Taschengeld für Nachhilfe

„Von dem Taschengeld, das ich von der Behörde bekomme, habe ich mir Nachhilfe in Mathematik finanziert, um bei meinen Prüfungen für den Hauptschulabschluss möglichst gut abzuschneiden“, berichtet Haroon. Seine Mühe hat sich gelohnt. Auf seine Belobigung für die Prüfungsergebnisse ist auch die Familie in Afghanistan stolz. „Meine Mutter ist sehr froh über das, was ich in Deutschland bisher erreicht habe. Meine Geschwister können in Afghanistan derzeit nicht zur Schule gehen. Auch für meine Mutter als Frau ist das Leben sehr schwer“, sagt Haroon. Er träumt davon, dass die Familie irgendwann wieder an einem Ort friedlich zusammenleben kann.

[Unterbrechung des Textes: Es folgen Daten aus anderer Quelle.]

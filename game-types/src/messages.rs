use serde::{Deserialize, Serialize};
use ts_rs::TS;

use crate::{RoundView, SessionId};

#[derive(Debug, Clone, Serialize, Deserialize, TS)]
#[ts(export)]
pub enum ClientMessage {
    EditGuessInput { text: String },
    SubmitGuess,
    GiveUp,
    Restart,
    Heartbeat,
}

#[derive(Debug, Clone, Serialize, Deserialize, TS)]
#[ts(export)]
pub enum ServerMessage {
    SessionStarted { session_id: SessionId, view: RoundView },
    StateUpdate { view: RoundView },
    Error { message: String },
}

#[cfg(test)]
mod tests {
    use super::*;

    #[test]
    fn test_client_message_wire_format() {
        let msg: ClientMessage =
            serde_json::from_str(r#"{"EditGuessInput":{"text":"corgi"}}"#).unwrap();
        assert!(matches!(msg, ClientMessage::EditGuessInput { text } if text == "corgi"));

        let msg: ClientMessage = serde_json::from_str(r#""GiveUp""#).unwrap();
        assert!(matches!(msg, ClientMessage::GiveUp));
    }

    #[test]
    fn test_server_error_wire_format() {
        let json = serde_json::to_string(&ServerMessage::Error {
            message: "bad".to_string(),
        })
        .unwrap();
        assert_eq!(json, r#"{"Error":{"message":"bad"}}"#);
    }
}
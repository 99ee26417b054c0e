use futures_util::{SinkExt, StreamExt};
use std::sync::Arc;
use std::time::Duration;
use tracing::{error, info, warn};
use warp::ws::{Message, WebSocket};

use crate::config::Config;
use crate::session_manager::SessionManager;
use game_types::ClientMessage;

pub mod connection;
pub mod handlers;
pub mod rate_limiter;


use connection::ConnectionId;
pub use connection::ConnectionManager;
use handlers::MessageHandler;
use rate_limiter::RateLimiter;

pub const RATE_LIMIT_MESSAGE: &str = "Too many requests. Please slow down.";

pub async fn handle_connection(
    websocket: WebSocket,
    connection_manager: Arc<ConnectionManager>,
    session_manager: Arc<SessionManager>,
    config: Arc<Config>,
) {
    let connection_id = ConnectionId::new();
    info!("New WebSocket connection: {}", connection_id);

    let (mut ws_sender, mut ws_receiver) = websocket.split();
    let mut rate_limiter =
        RateLimiter::new_with_limits(config.rate_limit_max_tokens, Duration::from_secs(2));

    // Create connection and get receiver for outgoing messages
    let message_receiver = connection_manager.create_connection(connection_id).await;

    let message_handler = MessageHandler::new(
        connection_id,
        connection_manager.clone(),
        session_manager.clone(),
    );

    if let Err(e) = message_handler.handle_connect().await {
        error!("Failed to open session for {}: {}", connection_id, e);
        connection_manager.remove_connection(connection_id).await;
        return;
    }

    // Handle incoming messages
    let incoming_handler = {
        let message_handler = message_handler.clone();

        async move {
            while let Some(result) = ws_receiver.next().await {
                match result {
                    Ok(msg) => {
                        if let Err(e) =
                            handle_message(msg, &mut rate_limiter, &message_handler, connection_id)
                                .await
                        {
                            error!("Error handling message for {}: {}", connection_id, e);
                            break;
                        }
                    }
                    Err(e) => {
                        warn!("WebSocket error for {}: {}", connection_id, e);
                        break;
                    }
                }
            }
        }
    };

    // Handle outgoing messages
    let outgoing_handler = {
        async move {
            let mut receiver = message_receiver;

            while let Some(message) = receiver.recv().await {
                let json = match serde_json::to_string(&message) {
                    Ok(json) => json,
                    Err(e) => {
                        error!("Failed to serialize message: {:?}", e);
                        continue;
                    }
                };

                if let Err(e) = ws_sender.send(Message::text(json)).await {
                    warn!("Failed to send message to {}: {:?}", connection_id, e);
                    break;
                }
            }
        }
    };

    tokio::select! {
        _ = incoming_handler => {},
        _ = outgoing_handler => {},
    }

    info!("Connection {} disconnected", connection_id);
    message_handler.handle_disconnect().await;
    connection_manager.remove_connection(connection_id).await;
}

async fn handle_message(
    msg: Message,
    rate_limiter: &mut RateLimiter,
    message_handler: &MessageHandler,
    connection_id: ConnectionId,
) -> Result<(), String> {
    // Only handle text messages
    if !msg.is_text() {
        return Ok(());
    }

    let text = msg.to_str().map_err(|_| "Invalid text message")?;

    let client_message: ClientMessage = match serde_json::from_str(text) {
        Ok(message) => message,
        Err(e) => {
            warn!("Invalid message from {}: {}", connection_id, e);
            if !rate_limiter.check_rate_limit() {
                return Ok(());
            }
            return message_handler
                .send_error(&format!("Invalid JSON message: {}", e))
                .await;
        }
    };

    if is_metered(&client_message) && !rate_limiter.check_rate_limit() {
        warn!("Rate limit exceeded for connection {}", connection_id);
        return message_handler.send_error(RATE_LIMIT_MESSAGE).await;
    }

    message_handler.handle_message(client_message).await
}

/// Typing and heartbeats are free; every other message spends a token.
fn is_metered(message: &ClientMessage) -> bool {
    !matches!(
        message,
        ClientMessage::EditGuessInput { .. } | ClientMessage::Heartbeat
    )
}
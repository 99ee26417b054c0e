pub mod errors;
pub mod messages;
pub mod round;

// Re-export all types
pub use errors::*;
pub use messages::*;
pub use round::*;
//! Ludo rules: move resolution, captures, and turn control.
//!
//! - `resolver`: which tokens can move and what moving one does
//! - `capture`: sending opponents back to the yard
//! - `engine`: the turn cycle (`Game`), extra turns, and the winner

pub mod resolver;
pub mod capture;
pub mod engine;

pub use resolver::{
    apply_move, check_win, movable_tokens, preview_move, tokens_finished, MovableSet, MoveOutcome,
};
pub use capture::resolve_captures;
pub use engine::{end_turn, Game, RollOutcome, TurnOutcome, TurnPhase};
//! Token-choice policies.
//!
//! Policies are trait-based so front ends can plug in a human prompt, a
//! scripted choice, or a heuristic:
//! - `FirstMovable`: lowest token id
//! - `RandomPolicy`: uniform over the movable set
//! - `GreedyPolicy`: capture, then finish, then leave the yard, then
//!   push the most advanced token

use crate::board::{distance_travelled, is_safe_cell};
use crate::core::{Color, DieRoll, GameRng, GameState, Position, TokenId};
use crate::rules::preview_move;

/// Picks which token to move.
pub trait TokenPolicy {
    /// Choose one token from `movable`.
    ///
    /// `movable` is never empty and holds only legal tokens for `roll`.
    fn choose(&mut self, state: &GameState, color: Color, roll: DieRoll, movable: &[TokenId]) -> TokenId;
}

impl<P: TokenPolicy + ?Sized> TokenPolicy for &mut P {
    fn choose(&mut self, state: &GameState, color: Color, roll: DieRoll, movable: &[TokenId]) -> TokenId {
        (**self).choose(state, color, roll, movable)
    }
}

/// Always moves the lowest-numbered movable token.
#[derive(Clone, Copy, Debug, Default)]
pub struct FirstMovable;

impl TokenPolicy for FirstMovable {
    fn choose(&mut self, _state: &GameState, _color: Color, _roll: DieRoll, movable: &[TokenId]) -> TokenId {
        movable[0]
    }
}

/// Picks uniformly among movable tokens.
#[derive(Clone, Debug)]
pub struct RandomPolicy {
    rng: GameRng,
}

impl RandomPolicy {
    #[must_use]
    pub fn new(seed: u64) -> Self {
        Self {
            rng: GameRng::new(seed),
        }
    }
}

impl TokenPolicy for RandomPolicy {
    fn choose(&mut self, _state: &GameState, _color: Color, _roll: DieRoll, movable: &[TokenId]) -> TokenId {
        movable[self.rng.gen_range_usize(0..movable.len())]
    }
}

/// One-ply heuristic.
///
/// Scores each move by what it achieves and breaks ties toward the token
/// that has travelled furthest, then the lowest id.
#[derive(Clone, Copy, Debug, Default)]
pub struct GreedyPolicy;

impl GreedyPolicy {
    fn score(state: &GameState, color: Color, token: TokenId, roll: DieRoll) -> (u8, u8) {
        let from = state.position(color, token);
        let priority = match preview_move(state, color, token, roll) {
            Some(Position::Ring(cell))
                if !is_safe_cell(cell) && state.opponents_at(color, cell).next().is_some() =>
            {
                3
            }
            Some(Position::Finished) => 2,
            Some(_) if from.is_yard() => 1,
            _ => 0,
        };
        (priority, distance_travelled(color, from))
    }
}

impl TokenPolicy for GreedyPolicy {
    fn choose(&mut self, state: &GameState, color: Color, roll: DieRoll, movable: &[TokenId]) -> TokenId {
        let mut best = movable[0];
        let mut best_score = Self::score(state, color, best, roll);

        for &token in &movable[1..] {
            let score = Self::score(state, color, token, roll);
            if score > best_score {
                best = token;
                best_score = score;
            }
        }

        best
    }
}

Afghanistan und seine Flucht dagegen hat Haroon, nach eigenen Aussagen, weitgehend aus seinem Gedächtnis verbannt. „Das ist für mich so, wie wenn ich in meinem Geschichtsbuch über die Vergangenheit lese. Es ist ein Teil meiner Vergangenheit, der jetzt abgeschlossen ist“, betont Haroon. Doch bei diesen Worten glitzern Tränen in seinen Augen.